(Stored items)
::::::

//! CLI integration tests
//!
//! Tests the sensorctl CLI using assert_cmd.

use assert_cmd::Command;
use predicates::prelude::*;

fn sensorctl() -> Command {
    let mut cmd = Command::cargo_bin("sensorctl")
        .expect("Failed to locate sensorctl binary - ensure it's built before running tests");
    for var in [
        "EC2_SENSOR_BASE_URL",
        "EC2_SENSOR_API_KEY",
        "SSH_USERNAME",
        "SSH_PASSWORD",
        "SENSORS_FILE",
        "RUST_LOG",
    ] {
        cmd.env_remove(var);
    }
    cmd
}

#[test]
fn test_cli_help() {
    sensorctl()
        .arg("--help")
        .assert()
        .success()
        .stdout(predicate::str::contains("sensorctl"))
        .stdout(predicate::str::contains("remote network sensors"));
}

#[test]
fn test_cli_version() {
    sensorctl()
        .arg("--version")
        .assert()
        .success()
        .stdout(predicate::str::contains("sensorctl"));
}

#[test]
fn test_cli_deploy_help() {
    sensorctl()
        .args(["deploy", "--help"])
        .assert()
        .success()
        .stdout(predicate::str::contains("--branch"))
        .stdout(predicate::str::contains("--detach"));
}

#[test]
fn test_cli_upgrade_help() {
    sensorctl()
        .args(["upgrade", "--help"])
        .assert()
        .success()
        .stdout(predicate::str::contains("--to"))
        .stdout(predicate::str::contains("--yes"));
}

#[test]
fn test_cli_traffic_start_help() {
    sensorctl()
        .args(["traffic", "some-sensor", "start", "--help"])
        .assert()
        .success()
        .stdout(predicate::str::contains("--target"))
        .stdout(predicate::str::contains("5555"));
}

#[test]
fn test_cli_env_overrides_listed() {
    sensorctl()
        .args(["list", "--help"])
        .assert()
        .success()
        .stdout(predicate::str::contains("EC2_SENSOR_BASE_URL"))
        .stdout(predicate::str::contains("SENSORS_FILE"));
}

#[test]
fn test_cli_invalid_command() {
    sensorctl().arg("invalid-command").assert().failure();
}

#[test]
fn test_cli_delete_requires_sensor() {
    sensorctl().arg("delete").assert().failure();
}

#[test]
fn test_cli_config_path_honours_flag() {
    let dir = tempfile::tempdir().unwrap();
    let path = dir.path().join("custom.toml");

    sensorctl()
        .args(["--config", path.to_str().unwrap(), "config", "path"])
        .assert()
        .success()
        .stdout(predicate::str::contains("custom.toml"));
}

#[test]
fn test_cli_config_init_then_show() {
    let dir = tempfile::tempdir().unwrap();
    let path = dir.path().join("config.toml");
    let path_arg = path.to_str().unwrap();

    sensorctl()
        .args(["--config", path_arg, "config", "init"])
        .assert()
        .success();
    assert!(path.exists());

    sensorctl()
        .args(["--config", path_arg, "config", "show"])
        .env("EC2_SENSOR_API_KEY", "super-secret")
        .assert()
        .success()
        .stdout(predicate::str::contains("[control_plane]"))
        .stdout(predicate::str::contains("********"))
        .stdout(predicate::str::contains("super-secret").not());
}

#[test]
fn test_cli_requires_control_plane_settings() {
    let dir = tempfile::tempdir().unwrap();
    let path = dir.path().join("config.toml");
    std::fs::write(&path, "[inventory]\npath = \"sensors\"\n").unwrap();

    sensorctl()
        .args(["--config", path.to_str().unwrap(), "list"])
        .assert()
        .failure()
        .stderr(predicate::str::contains("EC2_SENSOR_BASE_URL"));
}

#[test]
fn test_cli_fails_when_inventory_unreadable() {
    let dir = tempfile::tempdir().unwrap();
    let path = dir.path().join("config.toml");
    std::fs::write(&path, "").unwrap();

    sensorctl()
        .args(["--config", path.to_str().unwrap(), "list"])
        .env("EC2_SENSOR_BASE_URL", "http://127.0.0.1:9")
        .env("EC2_SENSOR_API_KEY", "key")
        .env("SENSORS_FILE", dir.path())
        .timeout(std::time::Duration::from_secs(30))
        .assert()
        .failure()
        .stderr(predicate::str::contains("Failed to load sensors"));
}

::::::

Repeat the records above exactly as they appear.

//! CLI integration tests
//!
//! Tests the sensorctl CLI using assert_cmd.

use assert_cmd::Command;
use predicates::prelude::*;

fn sensorctl() -> Command {
    let mut cmd = Command::cargo_bin("sensorctl")
        .expect("Failed to locate sensorctl binary - ensure it's built before running tests");
    for var in [
        "EC2_SENSOR_BASE_URL",
        "EC2_SENSOR_API_KEY",
        "SSH_USERNAME",
        "SSH_PASSWORD",
        "SENSORS_FILE",
        "RUST_LOG",
    ] {
        cmd.env_remove(var);
    }
    cmd
}

#[test]
fn test_cli_help() {
    sensorctl()
        .arg("--help")
        .assert()
        .success()
        .stdout(predicate::str::contains("sensorctl"))
        .stdout(predicate::str::contains("remote network sensors"));
}

#[test]
fn test_cli_version() {
    sensorctl()
        .arg("--version")
        .assert()
        .success()
        .stdout(predicate::str::contains("sensorctl"));
}

#[test]
fn test_cli_deploy_help() {
    sensorctl()
        .args(["deploy", "--help"])
        .assert()
        .success()
        .stdout(predicate::str::contains("--branch"))
        .stdout(predicate::str::contains("--detach"));
}

#[test]
fn test_cli_upgrade_help() {
    sensorctl()
        .args(["upgrade", "--help"])
        .assert()
        .success()
        .stdout(predicate::str::contains("--to"))
        .stdout(predicate::str::contains("--yes"));
}

#[test]
fn test_cli_traffic_start_help() {
    sensorctl()
        .args(["traffic", "some-sensor", "start", "--help"])
        .assert()
        .success()
        .stdout(predicate::str::contains("--target"))
        .stdout(predicate::str::contains("5555"));
}

#[test]
fn test_cli_env_overrides_listed() {
    sensorctl()
        .args(["list", "--help"])
        .assert()
        .success()
        .stdout(predicate::str::contains("EC2_SENSOR_BASE_URL"))
        .stdout(predicate::str::contains("SENSORS_FILE"));
}

#[test]
fn test_cli_invalid_command() {
    sensorctl().arg("invalid-command").assert().failure();
}

#[test]
fn test_cli_delete_requires_sensor() {
    sensorctl().arg("delete").assert().failure();
}

#[test]
fn test_cli_config_path_honours_flag() {
    let dir = tempfile::tempdir().unwrap();
    let path = dir.path().join("custom.toml");

    sensorctl()
        .args(["--config", path.to_str().unwrap(), "config", "path"])
        .assert()
        .success()
        .stdout(predicate::str::contains("custom.toml"));
}

#[test]
fn test_cli_config_init_then_show() {
    let dir = tempfile::tempdir().unwrap();
    let path = dir.path().join("config.toml");
    let path_arg = path.to_str().unwrap();

    sensorctl()
        .args(["--config", path_arg, "config", "init"])
        .assert()
        .success();
    assert!(path.exists());

    sensorctl()
        .args(["--config", path_arg, "config", "show"])
        .env("EC2_SENSOR_API_KEY", "super-secret")
        .assert()
        .success()
        .stdout(predicate::str::contains("[control_plane]"))
        .stdout(predicate::str::contains("********"))
        .stdout(predicate::str::contains("super-secret").not());
}

#[test]
fn test_cli_requires_control_plane_settings() {
    let dir = tempfile::tempdir().unwrap();
    let path = dir.path().join("config.toml");
    std::fs::write(&path, "[inventory]\npath = \"sensors\"\n").unwrap();

    sensorctl()
        .args(["--config", path.to_str().unwrap(), "list"])
        .assert()
        .failure()
        .stderr(predicate::str::contains("EC2_SENSOR_BASE_URL"));
}

#[test]
fn test_cli_fails_when_inventory_unreadable() {
    let dir = tempfile::tempdir().unwrap();
    let path = dir.path().join("config.toml");
    std::fs::write(&path, "").unwrap();

    sensorctl()
        .args(["--config", path.to_str().unwrap(), "list"])
        .env("EC2_SENSOR_BASE_URL", "http://127.0.0.1:9")
        .env("EC2_SENSOR_API_KEY", "key")
        .env("SENSORS_FILE", dir.path())
        .timeout(std::time::Duration::from_secs(30))
        .assert()
        .failure()
        .stderr(predicate::str::contains("Failed to load sensors"));
}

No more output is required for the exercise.